Principal Clinical Experience (PCE)
A woman in either the New Pathway or HST who gives birth during the PCE and wishes an 8-12 week postpartum hiatus will negotiate a return-to-clerkship schedule with her PCE site director under the same policies that apply to any student missing time from the PCE (See Principal Clinical Experience [PCE] Requirements in Section 1.03).
Unlike the preclerkship years, a break longer than 8–12 weeks during the PCE does not necessarily obligate a 12-month gap. Working with the PCE site director, the Academic Society, and the Registrar, the student could resume clerkships at a mutually agreed upon time. During that break, the student would have the option of either an LOA or working on a scholarly project for credit. The student should also discuss a plan for meeting the PCE longitudinal requirements during the postpartum hiatus. The plan for time away from clerkships and the PCE must be completed and approved by all parties at least 3 months before the due date.

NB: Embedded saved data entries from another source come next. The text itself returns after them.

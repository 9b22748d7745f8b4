//! docfields - structured field extraction from OCR block graphs.
//!
//! A document is sent to an analysis service, the returned blocks are
//! normalized into a `BlockGraph`, and a per-document-type extractor maps
//! them to canonical fields (W-2 boxes, bank statement balances and
//! transactions). `ProcessingPipeline` runs the whole thing with a single
//! fallback step when the service rejects an adapter or feature.

pub mod analyzer;
pub mod blocks;
pub mod cli;
pub mod confidence;
pub mod config;
pub mod document;
pub mod extract;
pub mod pipeline;

pub use blocks::{Block, BlockGraph, BlockType};
pub use document::DocumentType;
pub use extract::ExtractedFields;
pub use pipeline::{PipelineFailure, PipelineResult, ProcessingPipeline, ServiceBinding};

Advanced Experiences/Final Year of Medical School
The post-PCE year is largely elective and requires a minimum of 8 months of a combination of clinical and non-clinical coursework during a 12-month period (see Section 1.03 for specific enrollment requirements). It is therefore theoretically possible to arrange 8-12 weeks unscheduled postpartum without changing the graduation date. The student should work closely with the HMS Registrar to ensure all requirements for graduation, including the required subinternship, USMLE Step 2 CK and CS, and the HMS comprehensive exam, as well requirements for full-time enrollment status (Section 2.07), can be achieved. After the PCE, the LOA and scholarly project options are available as above, but the student also has the option of designing an elective course schedule. The plan must be completed and approved by all parties at least 3 months before the due date.
Maternity Leave While Enrolled in Another Degree Program
Students who are enrolled in another degree program at the time of childbirth (e.g., MBA, MPP, MPH, PhD, or other) should follow the policies of the school/program in which they are enrolled. The student should also follow the same process outlined above for notification of HMS officials (Academic Society, Registrar, Financial Aid), as the timing of graduation from HMS may be affected if the other degree is interrupted for maternity leave.
See also: Section 2.08 Policy on Length of Time to Complete the MD Degree
Approved by the HMS Curriculum Cabinet, September 19, 2011.